Patients with head and neck cancers are at high risk of nutritional deficiency from CACS, anatomic obstruction, and the side effects of chemoradiation treatments including dysphagia, odynophagia, dysgeusia, xerostomia, tissue necrosis, and infections. Between 60% and 100% of treated patients with head and neck cancers receive enteral feeding for a median of 21 to 29 weeks, with 10% to 30% of tubes still in place after 1 year. There is no evidence that placing a tube prophylactically improves any clinically important outcome, and doing so may be associated with a worse quality of life. One study of patients with head and neck cancer has reported lower complication rates and high success rates with NG tubes compared to nutrition via PEG tube and is cited in the ESPEN guidelines to help guide tube selection.

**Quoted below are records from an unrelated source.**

//! Error types for the Notion API client.
//!
//! # Design
//! Status codes the API documents as client mistakes get dedicated variants
//! carrying the decoded response body. A 500 carries nothing. Any other status
//! at or above 400 lands in `UnexpectedStatus` with the raw code and body.

use crate::types::Payload;

/// Errors returned by `NotionClient` operations and `parse`.
#[derive(Debug, thiserror::Error)]
pub enum ApiError {
    /// HTTP 400: the request body or query was rejected.
    #[error("malformed input: {0}")]
    MalformedInput(Payload),

    /// HTTP 401: missing or invalid credentials.
    #[error("unauthorized: {0}")]
    Unauthorized(Payload),

    /// HTTP 406.
    #[error("limit exceeded: {0}")]
    LimitExceeded(Payload),

    /// HTTP 500.
    #[error("internal server error")]
    Internal,

    /// Any other status at or above 400.
    #[error("unexpected HTTP {status}: {body}")]
    UnexpectedStatus { status: u16, body: Payload },

    /// An OAuth call needed a credential the configuration does not hold.
    #[error("missing client credential: {0}")]
    MissingCredentials(&'static str),

    /// The request payload could not be serialized to JSON.
    #[error("serialization failed: {0}")]
    SerializationError(String),

    /// The response body could not be deserialized into the expected type.
    #[error("deserialization failed: {0}")]
    DeserializationError(String),

    #[error("invalid URL: {0}")]
    InvalidUrl(String),

    /// The request never produced an HTTP response.
    #[error("transport error: {0}")]
    Transport(String),
}

impl ApiError {
    /// The decoded response body attached to this error, if any.
    pub fn payload(&self) -> Option<&Payload> {
        match self {
            ApiError::MalformedInput(body)
            | ApiError::Unauthorized(body)
            | ApiError::LimitExceeded(body)
            | ApiError::UnexpectedStatus { body, .. } => Some(body),
            _ => None,
        }
    }
}
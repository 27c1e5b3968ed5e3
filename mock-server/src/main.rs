use mock_server::MockConfig;
use tokio::net::TcpListener;

#[tokio::main]
async fn main() -> Result<(), std::io::Error> {
    tracing_subscriber::fmt::init();

    let port = std::env::var("PORT").unwrap_or_else(|_| "3000".to_string());
    let mut config = MockConfig::default();
    if let Ok(token) = std::env::var("NOTION_TOKEN") {
        config.token = token;
    }
    if let Ok(client_id) = std::env::var("NOTION_CLIENT_ID") {
        config.client_id = client_id;
    }
    if let Ok(client_secret) = std::env::var("NOTION_CLIENT_SECRET") {
        config.client_secret = client_secret;
    }

    let addr = format!("127.0.0.1:{port}");
    let listener = TcpListener::bind(&addr).await?;
    tracing::info!("listening on {addr}, base URL http://{addr}/v1");
    mock_server::run_with_config(listener, config).await
}
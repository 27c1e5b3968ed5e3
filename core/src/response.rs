//! Response classification.
//!
//! # Design
//! The status code is looked up in a closed table (`StatusClass`) before the
//! body is turned into a success value or an `ApiError`. Codes the API does not
//! document fall into two defaults: below 400 the body is returned as a success,
//! from 400 up the call fails with `ApiError::UnexpectedStatus`.

use tracing::{debug, warn};

use crate::error::ApiError;
use crate::http::HttpResponse;
use crate::types::Payload;

/// Outcome category for an HTTP status code.
#[derive(Debug, Clone, Copy, PartialEq, Eq)]
pub enum StatusClass {
    /// 200: return the body.
    Ok,
    /// 204: return no value.
    NoContent,
    /// 400
    MalformedInput,
    /// 401
    Unauthorized,
    /// 406
    LimitExceeded,
    /// 500: fail without a payload.
    Internal,
    /// Any other code below 400: return the body.
    PassThrough,
    /// Any other code from 400 up.
    Unexpected,
}

impl StatusClass {
    pub fn from_status(status: u16) -> Self {
        match status {
            200 => StatusClass::Ok,
            204 => StatusClass::NoContent,
            400 => StatusClass::MalformedInput,
            401 => StatusClass::Unauthorized,
            406 => StatusClass::LimitExceeded,
            500 => StatusClass::Internal,
            0..=399 => StatusClass::PassThrough,
            _ => StatusClass::Unexpected,
        }
    }
}

/// Decode the body: JSON when the `Content-Type` says so and it parses,
/// otherwise the raw text.
pub fn decode_body(response: &HttpResponse) -> Payload {
    if response.is_json() {
        if let Ok(value) = serde_json::from_str(&response.body) {
            return Payload::Json(value);
        }
    }
    Payload::Text(response.body.clone())
}

/// Classify a response into a success value or a typed error.
///
/// `Ok(None)` is the empty value returned for 204.
pub fn parse(response: &HttpResponse) -> Result<Option<Payload>, ApiError> {
    let body = decode_body(response);
    let class = StatusClass::from_status(response.status);
    debug!(status = response.status, ?class, "classified response");

    match class {
        StatusClass::Ok | StatusClass::PassThrough => Ok(Some(body)),
        StatusClass::NoContent => Ok(None),
        StatusClass::MalformedInput => {
            warn!(%body, "request rejected as malformed");
            Err(ApiError::MalformedInput(body))
        }
        StatusClass::Unauthorized => {
            warn!(%body, "request unauthorized");
            Err(ApiError::Unauthorized(body))
        }
        StatusClass::LimitExceeded => {
            warn!(%body, "limit exceeded");
            Err(ApiError::LimitExceeded(body))
        }
        StatusClass::Internal => {
            warn!("server returned 500");
            Err(ApiError::Internal)
        }
        StatusClass::Unexpected => {
            warn!(status = response.status, %body, "unexpected status");
            Err(ApiError::UnexpectedStatus {
                status: response.status,
                body,
            })
        }
    }
}

#[cfg(test)]
mod tests {
    use super::*;
    use serde_json::json;

    fn json_response(status: u16, body: &str) -> HttpResponse {
        HttpResponse {
            status,
            headers: vec![("Content-Type".to_string(), "application/json".to_string())],
            body: body.to_string(),
        }
    }

    fn text_response(status: u16, body: &str) -> HttpResponse {
        HttpResponse {
            status,
            headers: vec![("content-type".to_string(), "text/plain".to_string())],
            body: body.to_string(),
        }
    }

    #[test]
    fn status_table() {
        assert_eq!(StatusClass::from_status(200), StatusClass::Ok);
        assert_eq!(StatusClass::from_status(204), StatusClass::NoContent);
        assert_eq!(StatusClass::from_status(400), StatusClass::MalformedInput);
        assert_eq!(StatusClass::from_status(401), StatusClass::Unauthorized);
        assert_eq!(StatusClass::from_status(406), StatusClass::LimitExceeded);
        assert_eq!(StatusClass::from_status(500), StatusClass::Internal);
        assert_eq!(StatusClass::from_status(201), StatusClass::PassThrough);
        assert_eq!(StatusClass::from_status(302), StatusClass::PassThrough);
        assert_eq!(StatusClass::from_status(404), StatusClass::Unexpected);
        assert_eq!(StatusClass::from_status(429), StatusClass::Unexpected);
        assert_eq!(StatusClass::from_status(503), StatusClass::Unexpected);
    }

    #[test]
    fn ok_returns_decoded_json() {
        let result = parse(&json_response(200, r#"{"object":"user"}"#)).unwrap();
        assert_eq!(result, Some(Payload::Json(json!({"object": "user"}))));
    }

    #[test]
    fn ok_with_text_content_type_returns_text() {
        let result = parse(&text_response(200, r#"{"object":"user"}"#)).unwrap();
        assert_eq!(result, Some(Payload::Text(r#"{"object":"user"}"#.to_string())));
    }

    #[test]
    fn invalid_json_falls_back_to_text() {
        let result = parse(&json_response(200, "not json")).unwrap();
        assert_eq!(result, Some(Payload::Text("not json".to_string())));
    }

    #[test]
    fn no_content_returns_none() {
        let response = HttpResponse {
            status: 204,
            headers: Vec::new(),
            body: String::new(),
        };
        assert_eq!(parse(&response).unwrap(), None);
    }

    #[test]
    fn bad_request_carries_body() {
        let err = parse(&json_response(400, r#"{"message":"bad"}"#)).unwrap_err();
        match err {
            ApiError::MalformedInput(body) => {
                assert_eq!(body, Payload::Json(json!({"message": "bad"})));
            }
            other => panic!("expected MalformedInput, got {other:?}"),
        }
    }

    #[test]
    fn unauthorized_carries_body() {
        let err = parse(&json_response(401, r#"{"code":"unauthorized"}"#)).unwrap_err();
        assert!(matches!(err, ApiError::Unauthorized(Payload::Json(_))));
    }

    #[test]
    fn not_acceptable_is_limit_exceeded() {
        let err = parse(&text_response(406, "too many")).unwrap_err();
        match err {
            ApiError::LimitExceeded(body) => assert_eq!(body, Payload::Text("too many".to_string())),
            other => panic!("expected LimitExceeded, got {other:?}"),
        }
    }

    #[test]
    fn server_error_has_no_payload() {
        let err = parse(&json_response(500, r#"{"message":"boom"}"#)).unwrap_err();
        assert!(matches!(err, ApiError::Internal));
        assert!(err.payload().is_none());
    }

    #[test]
    fn undocumented_success_code_passes_body_through() {
        let result = parse(&json_response(202, r#"{"queued":true}"#)).unwrap();
        assert_eq!(result, Some(Payload::Json(json!({"queued": true}))));
    }

    #[test]
    fn undocumented_error_code_is_unexpected_status() {
        let err = parse(&json_response(404, r#"{"code":"object_not_found"}"#)).unwrap_err();
        match err {
            ApiError::UnexpectedStatus { status, body } => {
                assert_eq!(status, 404);
                assert_eq!(body, Payload::Json(json!({"code": "object_not_found"})));
            }
            other => panic!("expected UnexpectedStatus, got {other:?}"),
        }
    }
}
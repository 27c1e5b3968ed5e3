//! Blocking client for the Notion REST API.
//!
//! # Design
//! Each operation is split into a `build_*` method that produces an
//! `HttpRequest` as plain data and a method of the same name without the
//! prefix that sends it through the client's `Transport` and classifies the
//! response with `parse`. Base headers are fixed when the client is built and
//! only change through `set_token`; per-call headers are passed explicitly in
//! `RequestOptions` and never leak into later calls.

use serde::Serialize;
use serde_json::Value;
use tracing::{debug, warn};

use crate::auth;
use crate::config::ClientConfig;
use crate::error::ApiError;
use crate::http::{merge_headers, HttpMethod, HttpRequest, HttpResponse};
use crate::response;
use crate::transport::{Transport, UreqTransport};
use crate::types::{
    Cover, CreatePage, DatabaseParent, DatabaseQuery, ObjectType, Pagination, Payload,
    SearchRequest, TokenRequest, TokenResponse, UpdatePage, MAX_PAGE_SIZE,
};

/// Body, query, and header overrides for a single generic request.
#[derive(Debug, Clone, Default)]
pub struct RequestOptions {
    pub body: Option<Value>,
    pub query: Vec<(String, String)>,
    pub headers: Vec<(String, String)>,
}

impl RequestOptions {
    pub fn new() -> Self {
        Self::default()
    }

    /// Serialize `body` as the JSON request body.
    pub fn json<B: Serialize>(mut self, body: &B) -> Result<Self, ApiError> {
        let value =
            serde_json::to_value(body).map_err(|e| ApiError::SerializationError(e.to_string()))?;
        self.body = Some(value);
        Ok(self)
    }

    pub fn query(mut self, query: Vec<(String, String)>) -> Self {
        self.query = query;
        self
    }

    pub fn header(mut self, name: impl Into<String>, value: impl Into<String>) -> Self {
        self.headers.push((name.into(), value.into()));
        self
    }
}

/// Client for the Notion API.
#[derive(Debug, Clone)]
pub struct NotionClient<T = UreqTransport> {
    config: ClientConfig,
    headers: Vec<(String, String)>,
    transport: T,
}

impl NotionClient<UreqTransport> {
    pub fn new(config: ClientConfig) -> Self {
        Self::with_transport(config, UreqTransport::new())
    }
}

impl<T: Transport> NotionClient<T> {
    pub fn with_transport(config: ClientConfig, transport: T) -> Self {
        let mut headers = vec![
            ("Content-Type".to_string(), "application/json".to_string()),
            ("Accept".to_string(), "application/json".to_string()),
            ("Notion-Version".to_string(), config.api_version.clone()),
        ];
        if let Some(token) = &config.access_token {
            headers.push(bearer(token));
        }
        Self {
            config,
            headers,
            transport,
        }
    }

    pub fn config(&self) -> &ClientConfig {
        &self.config
    }

    /// Headers sent with every request.
    pub fn headers(&self) -> &[(String, String)] {
        &self.headers
    }

    pub fn transport(&self) -> &T {
        &self.transport
    }

    /// Authenticate every subsequent request with `Authorization: Bearer <token>`.
    pub fn set_token(&mut self, access_token: &str) {
        self.config.access_token = Some(access_token.to_string());
        self.headers
            .retain(|(name, _)| !name.eq_ignore_ascii_case("authorization"));
        self.headers.push(bearer(access_token));
    }

    // --- OAuth -----------------------------------------------------------

    pub fn authorization_url(&self, state: Option<&str>) -> Result<String, ApiError> {
        auth::authorization_url(&self.config, state)
    }

    pub fn build_access_token(&self, code: &str) -> Result<HttpRequest, ApiError> {
        let credentials = auth::basic_credentials(&self.config)?;
        let body = TokenRequest::authorization_code(code, self.config.redirect_uri.clone());
        let options = RequestOptions::new()
            .json(&body)?
            .header("Authorization", format!("Basic {credentials}"));
        self.build_request(HttpMethod::Post, auth::TOKEN_ENDPOINT, options)
    }

    /// Exchange an authorization code for an access token. The token is not
    /// stored; see `authorize` for that.
    pub fn get_access_token(&self, code: &str) -> Result<Option<Payload>, ApiError> {
        self.send(&self.build_access_token(code)?)
    }

    /// Exchange an authorization code and use the returned token from now on.
    pub fn authorize(&mut self, code: &str) -> Result<TokenResponse, ApiError> {
        let payload = self.get_access_token(code)?;
        let token: TokenResponse = decode(payload)?;
        self.set_token(&token.access_token);
        Ok(token)
    }

    // --- Users -----------------------------------------------------------

    pub fn build_get_current_user(&self) -> Result<HttpRequest, ApiError> {
        self.build_request(HttpMethod::Get, "users/me", RequestOptions::new())
    }

    pub fn get_current_user(&self) -> Result<Option<Payload>, ApiError> {
        self.send(&self.build_get_current_user()?)
    }

    pub fn build_list_users(&self, pagination: &Pagination) -> Result<HttpRequest, ApiError> {
        check_page_size(pagination.page_size);
        let options = RequestOptions::new().query(pagination.to_query());
        self.build_request(HttpMethod::Get, "users", options)
    }

    pub fn list_users(&self, pagination: &Pagination) -> Result<Option<Payload>, ApiError> {
        self.send(&self.build_list_users(pagination)?)
    }

    // --- Search ----------------------------------------------------------

    pub fn build_list_objects(
        &self,
        object_type: ObjectType,
        pagination: &Pagination,
    ) -> Result<HttpRequest, ApiError> {
        check_page_size(pagination.page_size);
        let body = SearchRequest::objects(object_type, pagination.clone());
        self.build_request(HttpMethod::Post, "search", RequestOptions::new().json(&body)?)
    }

    /// Top-level pages or databases shared with the integration.
    pub fn list_objects(
        &self,
        object_type: ObjectType,
        pagination: &Pagination,
    ) -> Result<Option<Payload>, ApiError> {
        self.send(&self.build_list_objects(object_type, pagination)?)
    }

    // --- Databases -------------------------------------------------------

    pub fn build_get_database(&self, database_id: &str) -> Result<HttpRequest, ApiError> {
        self.build_request(
            HttpMethod::Get,
            &format!("databases/{database_id}"),
            RequestOptions::new(),
        )
    }

    pub fn get_database(&self, database_id: &str) -> Result<Option<Payload>, ApiError> {
        self.send(&self.build_get_database(database_id)?)
    }

    pub fn build_query_database_pages(
        &self,
        database_id: &str,
        query: &DatabaseQuery,
    ) -> Result<HttpRequest, ApiError> {
        check_page_size(query.page_size);
        self.build_request(
            HttpMethod::Post,
            &format!("databases/{database_id}/query"),
            RequestOptions::new().json(query)?,
        )
    }

    pub fn query_database_pages(
        &self,
        database_id: &str,
        query: &DatabaseQuery,
    ) -> Result<Option<Payload>, ApiError> {
        self.send(&self.build_query_database_pages(database_id, query)?)
    }

    // --- Pages -----------------------------------------------------------

    pub fn build_create_page(
        &self,
        database_id: &str,
        properties: Value,
        cover_url: Option<&str>,
    ) -> Result<HttpRequest, ApiError> {
        let body = CreatePage {
            parent: DatabaseParent {
                database_id: database_id.to_string(),
            },
            properties,
            cover: cover_url.map(Cover::external),
        };
        self.build_request(HttpMethod::Post, "pages", RequestOptions::new().json(&body)?)
    }

    /// Create a page inside a database. `properties` must match the
    /// database schema.
    pub fn create_page(
        &self,
        database_id: &str,
        properties: Value,
        cover_url: Option<&str>,
    ) -> Result<Option<Payload>, ApiError> {
        self.send(&self.build_create_page(database_id, properties, cover_url)?)
    }

    pub fn build_update_page(
        &self,
        page_id: &str,
        properties: Value,
        cover_url: Option<&str>,
    ) -> Result<HttpRequest, ApiError> {
        let body = UpdatePage {
            properties,
            cover: cover_url.map(Cover::external),
        };
        self.build_request(
            HttpMethod::Patch,
            &format!("pages/{page_id}"),
            RequestOptions::new().json(&body)?,
        )
    }

    pub fn update_page(
        &self,
        page_id: &str,
        properties: Value,
        cover_url: Option<&str>,
    ) -> Result<Option<Payload>, ApiError> {
        self.send(&self.build_update_page(page_id, properties, cover_url)?)
    }

    // --- Generic dispatch ------------------------------------------------

    /// Describe a request to `base_url + endpoint`. Header overrides in
    /// `options` apply to this request only.
    pub fn build_request(
        &self,
        method: HttpMethod,
        endpoint: &str,
        options: RequestOptions,
    ) -> Result<HttpRequest, ApiError> {
        let body = options
            .body
            .as_ref()
            .map(serde_json::to_string)
            .transpose()
            .map_err(|e| ApiError::SerializationError(e.to_string()))?;
        Ok(HttpRequest {
            method,
            url: self.config.endpoint_url(endpoint),
            headers: merge_headers(&self.headers, &options.headers),
            query: options.query,
            body,
        })
    }

    pub fn request(
        &self,
        method: HttpMethod,
        endpoint: &str,
        options: RequestOptions,
    ) -> Result<Option<Payload>, ApiError> {
        self.send(&self.build_request(method, endpoint, options)?)
    }

    pub fn get(&self, endpoint: &str, options: RequestOptions) -> Result<Option<Payload>, ApiError> {
        self.request(HttpMethod::Get, endpoint, options)
    }

    pub fn post(&self, endpoint: &str, options: RequestOptions) -> Result<Option<Payload>, ApiError> {
        self.request(HttpMethod::Post, endpoint, options)
    }

    pub fn put(&self, endpoint: &str, options: RequestOptions) -> Result<Option<Payload>, ApiError> {
        self.request(HttpMethod::Put, endpoint, options)
    }

    pub fn patch(&self, endpoint: &str, options: RequestOptions) -> Result<Option<Payload>, ApiError> {
        self.request(HttpMethod::Patch, endpoint, options)
    }

    pub fn delete(&self, endpoint: &str, options: RequestOptions) -> Result<Option<Payload>, ApiError> {
        self.request(HttpMethod::Delete, endpoint, options)
    }

    /// Execute a prepared request and classify the response.
    pub fn send(&self, request: &HttpRequest) -> Result<Option<Payload>, ApiError> {
        debug!(method = %request.method, url = %request.url, "sending request");
        let response = self.transport.execute(request)?;
        debug!(status = response.status, "received response");
        Self::parse(&response)
    }

    /// See `response::parse`.
    pub fn parse(response: &HttpResponse) -> Result<Option<Payload>, ApiError> {
        response::parse(response)
    }
}

fn bearer(token: &str) -> (String, String) {
    ("Authorization".to_string(), format!("Bearer {token}"))
}

fn check_page_size(page_size: Option<u32>) {
    if let Some(size) = page_size.filter(|size| *size > MAX_PAGE_SIZE) {
        warn!(page_size = size, max = MAX_PAGE_SIZE, "page_size above the API maximum");
    }
}

/// Decode a JSON payload into a typed response.
fn decode<R: serde::de::DeserializeOwned>(payload: Option<Payload>) -> Result<R, ApiError> {
    match payload {
        Some(Payload::Json(value)) => {
            serde_json::from_value(value).map_err(|e| ApiError::DeserializationError(e.to_string()))
        }
        Some(Payload::Text(text)) => Err(ApiError::DeserializationError(format!(
            "expected a JSON body, got: {text}"
        ))),
        None => Err(ApiError::DeserializationError("empty response body".to_string())),
    }
}
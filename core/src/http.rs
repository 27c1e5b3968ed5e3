//! HTTP transport types shared by the client and its transports.
//!
//! # Design
//! Requests and responses are plain data. `NotionClient::build_*` methods
//! produce an `HttpRequest` without touching the network, a `Transport`
//! executes it, and `parse` classifies the resulting `HttpResponse`. Keeping
//! the values owned (`String`, `Vec`) lets tests construct and inspect them
//! freely.

use std::fmt;

/// HTTP method for a request.
#[derive(Debug, Clone, Copy, PartialEq, Eq)]
pub enum HttpMethod {
    Get,
    Post,
    Put,
    Patch,
    Delete,
}

impl HttpMethod {
    pub fn as_str(&self) -> &'static str {
        match self {
            HttpMethod::Get => "GET",
            HttpMethod::Post => "POST",
            HttpMethod::Put => "PUT",
            HttpMethod::Patch => "PATCH",
            HttpMethod::Delete => "DELETE",
        }
    }
}

impl fmt::Display for HttpMethod {
    fn fmt(&self, f: &mut fmt::Formatter<'_>) -> fmt::Result {
        f.write_str(self.as_str())
    }
}

/// An HTTP request described as plain data.
///
/// `url` is absolute; `query` pairs are appended by the transport.
#[derive(Debug, Clone, PartialEq)]
pub struct HttpRequest {
    pub method: HttpMethod,
    pub url: String,
    pub headers: Vec<(String, String)>,
    pub query: Vec<(String, String)>,
    pub body: Option<String>,
}

impl HttpRequest {
    /// Case-insensitive header lookup.
    pub fn header(&self, name: &str) -> Option<&str> {
        find_header(&self.headers, name)
    }
}

/// An HTTP response described as plain data.
#[derive(Debug, Clone)]
pub struct HttpResponse {
    pub status: u16,
    pub headers: Vec<(String, String)>,
    pub body: String,
}

impl HttpResponse {
    /// Case-insensitive header lookup.
    pub fn header(&self, name: &str) -> Option<&str> {
        find_header(&self.headers, name)
    }

    /// True when the `Content-Type` header announces a JSON body.
    pub fn is_json(&self) -> bool {
        self.header("content-type")
            .is_some_and(|value| value.contains("application/json"))
    }
}

fn find_header<'a>(headers: &'a [(String, String)], name: &str) -> Option<&'a str> {
    headers
        .iter()
        .find(|(key, _)| key.eq_ignore_ascii_case(name))
        .map(|(_, value)| value.as_str())
}

/// Overlay `overrides` onto `base`. An override replaces every base header
/// with the same name (compared case-insensitively); the rest are appended.
pub fn merge_headers(
    base: &[(String, String)],
    overrides: &[(String, String)],
) -> Vec<(String, String)> {
    let mut merged: Vec<(String, String)> = base
        .iter()
        .filter(|(key, _)| !overrides.iter().any(|(o, _)| o.eq_ignore_ascii_case(key)))
        .cloned()
        .collect();
    merged.extend(overrides.iter().cloned());
    merged
}

#[cfg(test)]
mod tests {
    use super::*;

    fn pair(k: &str, v: &str) -> (String, String) {
        (k.to_string(), v.to_string())
    }

    #[test]
    fn header_lookup_ignores_case() {
        let response = HttpResponse {
            status: 200,
            headers: vec![pair("Content-Type", "application/json; charset=utf-8")],
            body: String::new(),
        };
        assert_eq!(
            response.header("content-type"),
            Some("application/json; charset=utf-8")
        );
        assert!(response.is_json());
    }

    #[test]
    fn missing_content_type_is_not_json() {
        let response = HttpResponse {
            status: 200,
            headers: Vec::new(),
            body: "{}".to_string(),
        };
        assert!(!response.is_json());
    }

    #[test]
    fn override_replaces_base_header_of_same_name() {
        let base = vec![
            pair("Content-Type", "application/json"),
            pair("Authorization", "Bearer secret"),
        ];
        let overrides = vec![pair("authorization", "Basic abc")];
        let merged = merge_headers(&base, &overrides);
        assert_eq!(
            merged,
            vec![
                pair("Content-Type", "application/json"),
                pair("authorization", "Basic abc"),
            ]
        );
    }

    #[test]
    fn merge_without_overrides_keeps_base() {
        let base = vec![pair("Accept", "application/json")];
        assert_eq!(merge_headers(&base, &[]), base);
    }

    #[test]
    fn method_display_is_uppercase() {
        assert_eq!(HttpMethod::Patch.to_string(), "PATCH");
    }
}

For short-term treatment of cancer patients with severe mucositis or severe radiation enteritis who cannot tolerate NG tubes, PN is generally accepted but not proven to be of benefit. In bone marrow transplant patients, routine PN is associated with increased infections and longer hospital stays. Absent other indications for its use (e.g., gastrointestinal failure), PN is otherwise ineffective and probably has increased morbidity and mortality for most well-nourished cancer patients, especially during chemotherapy or radiation. In the inpatient setting, PN is generally considered for malnourished cancer patients who cannot tolerate EN, although there are no data to support this practice.
For patients with incurable cancer and permanent gastrointestinal failure (e.g., malignant bowel obstruction), the benefit of PN depends almost entirely on their functional and nutritional status. If prognosis and quality of life are initially poor (terminal phase of disease), PN is unlikely to help. For patients with a good quality of life who are more likely to die of malnutrition than their disease (generally with prognoses greater than 2 to 3 months) and who cannot tolerate oral intake or EN, PN may be reasonable if it is otherwise consistent with their goals of care. Retrospective data when patients with malignant bowel obstruction receive PN show a median survival of 6.5 months, which suggests a possible survival benefit. Prognosis is days to weeks without any supplementation or potentially 2 to 3 months with fluids alone and without additional nutrition. Data examining the effect of PN on quality of life in these patients are generally mixed and largely retrospective. A less challenging and more cost-effective alternative for some of these patients may be intravenous fluids alone (see below).